IV. Quand les verbes accidentellement impersonnels sont suivis d'un substantif, celui-ci est le véritable sujet, et le pronom il n'est que le sujet apparent. Dans cette phrase: Il est DES HOMMES qui aiment le faux brillant, c'est moins le verbe qui est impersonnel que la forme syntaxique; car Il est des hommes équivaut à : DES HOMMES sont qui, etc.; DES GENS se rencontrent qui, etc.; et si la forme impersonnelle est préférée dans ces phrases, c'est qu'elle rend plus générale l'idée qu'on veut exprimer.

FORME DITE PASSIVE.

I. La plupart des grammairiens ont suivi la classification latine, et admis en français des verbes passifs. Si nous avions cette espèce de verbes, nous aurions, comme les Latins et les Grecs, une forme, un mot unique exprimant l'idée d'une action reçue par le sujet, autrement dit, passive; et nous obtiendrions cette forme à l'aide d'une terminaison particulière. En latin, un léger changement de terminaison suffit pour opérer cette différence d'idées si complète : Am o, j'aime; am OR, je suis aimé; aud IEBAT, il entendait: aud IEBATUR, il était entendu. Il en est de même en grec: 4, j'aime; y μa, je suis aimé; άxov «, il entend; άxoú erα, il est entendu.

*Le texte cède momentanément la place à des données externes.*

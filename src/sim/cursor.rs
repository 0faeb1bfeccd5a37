use super::types::DutySchedule;

/// Outcome of advancing the cursor to a new sample.
#[derive(Debug, Clone, Copy, PartialEq, Eq)]
pub enum Transition {
    Unchanged,
    /// The given cycle switched the pump on.
    SwitchedOn(usize),
    /// The given cycle ended and the pump switched off.
    SwitchedOff(usize),
}

/// ON/OFF state machine walking the duty cycles of a schedule.
///
/// At most one transition fires per sample, and closing the current cycle is
/// checked before opening the next, so a cycle always ends before its
/// successor begins. Once every cycle has closed the cursor is exhausted and
/// never switches again.
///
/// # Examples
///
/// ```
/// use pump_sched::sim::cursor::{PumpCycleCursor, Transition};
/// use pump_sched::sim::types::DutySchedule;
///
/// let schedule = DutySchedule::new(vec![1.0], vec![2.0]).unwrap();
/// let mut cursor = PumpCycleCursor::new(&schedule);
/// assert_eq!(cursor.advance(0.5), Transition::Unchanged);
/// assert_eq!(cursor.advance(1.0), Transition::SwitchedOn(0));
/// assert_eq!(cursor.advance(3.0), Transition::SwitchedOff(0));
/// assert!(cursor.is_exhausted());
/// ```
#[derive(Debug, Clone)]
pub struct PumpCycleCursor<'a> {
    schedule: &'a DutySchedule,
    cycle: usize,
    active: bool,
}

impl<'a> PumpCycleCursor<'a> {
    pub fn new(schedule: &'a DutySchedule) -> Self {
        Self {
            schedule,
            cycle: 0,
            active: false,
        }
    }

    /// Applies the transition rule for a sample at hour `t`.
    pub fn advance(&mut self, t: f64) -> Transition {
        if self.active {
            if t >= self.schedule.off_time(self.cycle) {
                let closed = self.cycle;
                self.active = false;
                self.cycle += 1;
                return Transition::SwitchedOff(closed);
            }
        } else if self.cycle < self.schedule.cycles() && t >= self.schedule.on_time(self.cycle) {
            self.active = true;
            return Transition::SwitchedOn(self.cycle);
        }
        Transition::Unchanged
    }

    /// Whether the pump is currently ON.
    pub fn is_active(&self) -> bool {
        self.active
    }

    /// Index of the current (or next) duty cycle; equals `n` once exhausted.
    pub fn cycle(&self) -> usize {
        self.cycle
    }

    /// No further cycles will open.
    pub fn is_exhausted(&self) -> bool {
        self.cycle >= self.schedule.cycles()
    }
}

Malheureusement notre langue est déshéritée de cet admirable mécanisme, et nous sommes forcés d'avoir recours à une circonlocution, formée du verbe auxiliaire être et d'un participe passé, lequel n'est autre chose qu'un attribut prenant le genre et le nombre de son sujet, et formant avec lui et le verbe une proposition complète. Je (sujet) suis (verbe) aimé (attribut), est une proposition qui, conjuguée à tous les modes et à tous les temps du verbe être, ne présente pas plus des formes verbales particulières que les proprositions: Je suis malade; Tu étais distrait; Il fut mécntent; Nous serons prudents, où les attributs sont des adjectifs.

II. Le seul mot qui contienne l'idée de passivité dans la forme française, c'est le participe, qu'on n'a présenté jusqu'ici que comme le passé du transitif, tandis qu'en réalité le participe passé de nos verbes contient deux formes: l'une, accompagnée de l'auxiliaire avoir, qui indique l'action faite par le sujet, et par conséquent transitive: La guerre a RAVAGÉ le monde; La guerre AYANT RAVAGÉ le

monde; l'autre, accompagnée ou non de l'auxiliaire étre, qui marque l'action reçue par le sujet, et par conséquent passive: Le monde RAVAGÉ par la guerre; Le monde ÉTANT, AYANT ÉTÉ RAVAGÉ par la guerre.

On pourrait cependant appeler forme passive l'expression d'une proposition qui contient le participe passé passif, comme Je suis aimé; Tu étais reçu; Vous serez admirés; surtout si le participe est suivi d'un complément: Je suis aimé DE MON PÈRE; Tu étais reçu PAR TES AMIS; Vous serez admirés PAR LA POSTÉRITÉ.

Des nombres.

Le nombre est la forme que prend la terminaison du verbe, selon que le sujet représente un ou plusieurs. Il y a deux nombres en français: le singulier, quand il s'agit d'une seule personne ou d'une seule chose (j'aime, tu aimes, il aime); le pluriel, quand il s'agit de plusieurs personnes ou de plusieurs choses (nous aimons, vous aimez, ils aiment).

Des personnes.

I. Personne, mot qui vient du latin persona, veut dire rôle, personnage, parce que dans tout discours l'existence, l'action ou l'état exprimés par les verbes, sont nécessairement attribués à plusieurs personnages dont les rôles sont différents. Par exemple, si je dis à quelqu'un : JE suis pauvre, et JE demande du pain, il comprendra que je parle de moi; si je lui dis: Tu es pauvre, et TU demandes du pain, il comprendra que c'est à lui que je parle; si enfin je lui dis : CET HOMME est pauvre, et IL demande du pain, il comprendra que c'est d'un autre que je parle, et que ce n'est ni de lui, ni de moi.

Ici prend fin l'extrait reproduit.